Dirección: Curry Barker
Intérpretes: Michael Johnston, Inde Navarrette, Cooper Tomlinson, Megan Lawless, Andy Richter
Género: Terror
Duración: 108 minutos
Contar de qué va esta película es tal vez acotar las pretensiones de un artefacto que en todo momento parece ir a su aire, tan incontrolable y anárquico que podría resultar irrisorio otorgarle un argumento cerrado. Digamos que la siguiente secuencia es más sorprendente e inesperada que la anterior, y así hasta culminar en un desenlace que, evidentemente, no vamos a destripar aquí, pero que no deja indiferente.
Señalemos que la cosa va de un chico al que le gusta mucho una chica, pero que no se atreve a decírselo. Es tímido, retraído, no le salen las palabras cuando tiene ocasión y así lo va dejando pasar. Hasta que un día acude a una tienda para comprarle un regalo y se topa con un objeto mágico, un “sauce de los deseos” que, según le comenta la vendedora del establecimiento, le concederá aquello que le pida. Aunque también le advierte que quienes se lo han llevado para utilizarlo han terminado presentando “reclamaciones”.
Pero el muchacho lo compra y, tras perder una vez más la oportunidad de decirle a su amada lo que siente, decide recurrir al arbolito en cuestión, pidiéndole que ella no quiera a nadie más en el mundo salvo a él. Y a partir de ahí se desencadenan una serie de acontecimientos, a cual más grotesco e inesperado, sumiendo al protagonista en una desquiciada maraña de sucesos imprevisibles.

Barker confecciona así una película retorcida y atípica, salvaje y estridente, donde asoman destellos de una comedia negrísima a través de una trama movediza y nerviosa. Como si el Sam Raimi de los ochenta hubiese decidido darle una vuelta de tuerca más a su forma de hacer cine y el resultado se le hubiera ido plena y conscientemente de las manos. E ignoro si este Barker será familia de aquel otro llamado Clive, pero parece haber recogido los rescoldos de ese gozoso disparate llamado “Hellraiser” (1987) para construir con ellos un fuego de dimensiones impredecibles.
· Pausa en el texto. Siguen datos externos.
//! Bowtie record model.
//!
//! One `BowtieRecord` is one causal pathway through a bowtie: activity →
//! pressure → preventive control → escalation factor → central problem →
//! protective mitigation → consequence, with likelihood/severity scores.
//! A `Vec<BowtieRecord>` is the unit every downstream component consumes.

pub mod generate;
pub mod risk;
pub mod table;
pub mod validate;

use std::fmt;

use serde::{Deserialize, Serialize};

pub use generate::{generate_from_links, generate_sample_scenarios};
pub use risk::{overall_likelihood, overall_severity, RiskLevel};
pub use table::{
    read_records_csv, records_from_csv_str, records_to_csv_string, write_records_csv, TableError,
};
pub use validate::{add_default_columns, validate, validate_columns, DataValidationError};

/// Canonical column names. The central-risk column is `Central_Problem`
/// everywhere; there is no alias.
pub mod columns {
    pub const ACTIVITY: &str = "Activity";
    pub const PRESSURE: &str = "Pressure";
    pub const PREVENTIVE_CONTROL: &str = "Preventive_Control";
    pub const ESCALATION_FACTOR: &str = "Escalation_Factor";
    pub const CENTRAL_PROBLEM: &str = "Central_Problem";
    pub const PROTECTIVE_MITIGATION: &str = "Protective_Mitigation";
    pub const CONSEQUENCE: &str = "Consequence";
    pub const LIKELIHOOD: &str = "Likelihood";
    pub const SEVERITY: &str = "Severity";
    pub const RISK_LEVEL: &str = "Risk_Level";
    pub const OVERALL_LIKELIHOOD: &str = "Overall_Likelihood";
    pub const OVERALL_SEVERITY: &str = "Overall_Severity";
    pub const CUSTOM_ROLES: &str = "Custom_Roles";

    /// Columns every record set must carry before visualization or export.
    pub const REQUIRED: [&str; 4] = [ACTIVITY, PRESSURE, CENTRAL_PROBLEM, CONSEQUENCE];
}

/// Display suffix for user-invented terms. Only ever appended at render time.
pub const CUSTOM_SUFFIX: &str = " (Custom)";

/// Structural role of an entity within a bowtie, in left-to-right order.
#[derive(Debug, Clone, Copy, PartialEq, Eq, Hash, PartialOrd, Ord, Serialize, Deserialize)]
#[serde(rename_all = "snake_case")]
pub enum Role {
    Activity,
    Pressure,
    PreventiveControl,
    EscalationFactor,
    CentralProblem,
    ProtectiveMitigation,
    Consequence,
}

impl Role {
    pub const ALL: [Role; 7] = [
        Role::Activity,
        Role::Pressure,
        Role::PreventiveControl,
        Role::EscalationFactor,
        Role::CentralProblem,
        Role::ProtectiveMitigation,
        Role::Consequence,
    ];

    pub fn column(&self) -> &'static str {
        match self {
            Role::Activity => columns::ACTIVITY,
            Role::Pressure => columns::PRESSURE,
            Role::PreventiveControl => columns::PREVENTIVE_CONTROL,
            Role::EscalationFactor => columns::ESCALATION_FACTOR,
            Role::CentralProblem => columns::CENTRAL_PROBLEM,
            Role::ProtectiveMitigation => columns::PROTECTIVE_MITIGATION,
            Role::Consequence => columns::CONSEQUENCE,
        }
    }

    pub fn from_column(column: &str) -> Option<Role> {
        Role::ALL.into_iter().find(|r| r.column() == column)
    }

    /// Position in the left-to-right bowtie layout, starting at 0.
    pub fn rank(&self) -> usize {
        *self as usize
    }
}

impl fmt::Display for Role {
    fn fmt(&self, f: &mut fmt::Formatter<'_>) -> fmt::Result {
        f.write_str(self.column())
    }
}

/// A named entity in a record, flagged when it did not come from the
/// vocabulary. A missing term is never custom: `Term::custom("")` is
/// `Term::empty()`, and CSV import clears the flag on blank cells.
#[derive(Debug, Clone, Default, PartialEq, Eq, Hash, PartialOrd, Ord, Serialize, Deserialize)]
pub struct Term {
    pub name: String,
    #[serde(default)]
    pub is_custom: bool,
}

impl Term {
    pub fn standard(name: impl Into<String>) -> Self {
        Self {
            name: name.into(),
            is_custom: false,
        }
    }

    pub fn custom(name: impl Into<String>) -> Self {
        let name = name.into();
        let is_custom = !name.trim().is_empty();
        Self { name, is_custom }
    }

    pub fn empty() -> Self {
        Self::default()
    }

    /// Blank and whitespace-only names count as missing.
    pub fn is_missing(&self) -> bool {
        self.name.trim().is_empty()
    }

    /// Name as shown to users, with the custom suffix where applicable.
    pub fn display(&self) -> String {
        if self.is_custom {
            format!("{}{}", self.name, CUSTOM_SUFFIX)
        } else {
            self.name.clone()
        }
    }
}

impl From<&str> for Term {
    fn from(name: &str) -> Self {
        Term::standard(name)
    }
}

impl From<String> for Term {
    fn from(name: String) -> Self {
        Term::standard(name)
    }
}

/// Likelihood/severity pair for one link of the chain (both 1–5).
#[derive(Debug, Clone, Copy, PartialEq, Eq, Hash, Serialize, Deserialize)]
pub struct LinkRating {
    pub likelihood: u8,
    pub severity: u8,
}

impl LinkRating {
    pub fn new(likelihood: u8, severity: u8) -> Self {
        Self {
            likelihood,
            severity,
        }
    }
}

/// Per-link ratings for the five scored edges of a pathway.
#[derive(Debug, Clone, Copy, PartialEq, Eq, Hash, Serialize, Deserialize)]
pub struct LinkScores {
    pub activity_pressure: LinkRating,
    pub pressure_control: LinkRating,
    pub control_escalation: LinkRating,
    pub escalation_central: LinkRating,
    pub mitigation_consequence: LinkRating,
}

impl LinkScores {
    /// Column stems, in chain order.
    pub const STEMS: [&'static str; 5] = [
        "Activity_to_Pressure",
        "Pressure_to_Control",
        "Control_to_Escalation",
        "Escalation_to_Central",
        "Mitigation_to_Consequence",
    ];

    pub fn uniform(rating: LinkRating) -> Self {
        Self {
            activity_pressure: rating,
            pressure_control: rating,
            control_escalation: rating,
            escalation_central: rating,
            mitigation_consequence: rating,
        }
    }

    /// Ratings in chain order, matching `STEMS`.
    pub fn in_order(&self) -> [LinkRating; 5] {
        [
            self.activity_pressure,
            self.pressure_control,
            self.control_escalation,
            self.escalation_central,
            self.mitigation_consequence,
        ]
    }

    pub fn from_ordered(ratings: [LinkRating; 5]) -> Self {
        Self {
            activity_pressure: ratings[0],
            pressure_control: ratings[1],
            control_escalation: ratings[2],
            escalation_central: ratings[3],
            mitigation_consequence: ratings[4],
        }
    }
}

/// One causal pathway through a bowtie.
#[derive(Debug, Clone, PartialEq, Eq, Hash, Serialize, Deserialize)]
pub struct BowtieRecord {
    pub activity: Term,
    pub pressure: Term,
    #[serde(default)]
    pub preventive_control: Term,
    #[serde(default)]
    pub escalation_factor: Term,
    pub central_problem: Term,
    #[serde(default)]
    pub protective_mitigation: Term,
    pub consequence: Term,
    pub likelihood: u8,
    pub severity: u8,
    #[serde(default)]
    pub risk_level: Option<RiskLevel>,
    #[serde(default)]
    pub overall_likelihood: Option<u8>,
    #[serde(default)]
    pub overall_severity: Option<u8>,
    #[serde(default)]
    pub link_scores: Option<LinkScores>,
}

impl BowtieRecord {
    /// Record with the four required roles set and the optional ones empty.
    pub fn new(
        activity: impl Into<Term>,
        pressure: impl Into<Term>,
        central_problem: impl Into<Term>,
        consequence: impl Into<Term>,
        likelihood: u8,
        severity: u8,
    ) -> Self {
        Self {
            activity: activity.into(),
            pressure: pressure.into(),
            preventive_control: Term::empty(),
            escalation_factor: Term::empty(),
            central_problem: central_problem.into(),
            protective_mitigation: Term::empty(),
            consequence: consequence.into(),
            likelihood,
            severity,
            risk_level: None,
            overall_likelihood: None,
            overall_severity: None,
            link_scores: None,
        }
    }

    pub fn with_preventive_control(mut self, term: impl Into<Term>) -> Self {
        self.preventive_control = term.into();
        self
    }

    pub fn with_escalation_factor(mut self, term: impl Into<Term>) -> Self {
        self.escalation_factor = term.into();
        self
    }

    pub fn with_protective_mitigation(mut self, term: impl Into<Term>) -> Self {
        self.protective_mitigation = term.into();
        self
    }

    pub fn with_link_scores(mut self, scores: LinkScores) -> Self {
        self.link_scores = Some(scores);
        self
    }

    pub fn term(&self, role: Role) -> &Term {
        match role {
            Role::Activity => &self.activity,
            Role::Pressure => &self.pressure,
            Role::PreventiveControl => &self.preventive_control,
            Role::EscalationFactor => &self.escalation_factor,
            Role::CentralProblem => &self.central_problem,
            Role::ProtectiveMitigation => &self.protective_mitigation,
            Role::Consequence => &self.consequence,
        }
    }

    pub fn term_mut(&mut self, role: Role) -> &mut Term {
        match role {
            Role::Activity => &mut self.activity,
            Role::Pressure => &mut self.pressure,
            Role::PreventiveControl => &mut self.preventive_control,
            Role::EscalationFactor => &mut self.escalation_factor,
            Role::CentralProblem => &mut self.central_problem,
            Role::ProtectiveMitigation => &mut self.protective_mitigation,
            Role::Consequence => &mut self.consequence,
        }
    }

    /// Likelihood used downstream: the derived overall value when present.
    pub fn effective_likelihood(&self) -> u8 {
        self.overall_likelihood.unwrap_or(self.likelihood)
    }

    pub fn effective_severity(&self) -> u8 {
        self.overall_severity.unwrap_or(self.severity)
    }

    pub fn risk_score(&self) -> u32 {
        self.effective_likelihood() as u32 * self.effective_severity() as u32
    }

    /// Roles whose value is a user-invented term.
    pub fn custom_roles(&self) -> Vec<Role> {
        Role::ALL
            .into_iter()
            .filter(|r| {
                let t = self.term(*r);
                t.is_custom && !t.is_missing()
            })
            .collect()
    }
}

/// Distinct central problems in first-seen order.
pub fn central_problems(records: &[BowtieRecord]) -> Vec<String> {
    let mut seen = std::collections::HashSet::new();
    let mut out = Vec::new();
    for r in records {
        let name = r.central_problem.name.trim();
        if !name.is_empty() && seen.insert(name.to_string()) {
            out.push(name.to_string());
        }
    }
    out
}

/// Records whose central problem matches `central_problem` (trimmed, exact).
pub fn filter_by_problem<'a>(
    records: &'a [BowtieRecord],
    central_problem: &str,
) -> Vec<&'a BowtieRecord> {
    let wanted = central_problem.trim();
    records
        .iter()
        .filter(|r| !r.central_problem.is_missing() && r.central_problem.name.trim() == wanted)
        .collect()
}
Y no podemos dejar de mencionar el impresionante trabajo interpretativo de una actriz llamada Inde Navarrette (recuerden el nombre, no es fácil de olvidar), que por momentos parece vampirizar toda la película, mimetizándose con su mutable personaje hasta extremos asombrosos. “Obsession” es delirante, vertiginosa, incluso transgresora. Es cine de género con ínfulas, que no se conforma, que pretende más. Y sin duda el tal Curry Barker lo ha conseguido.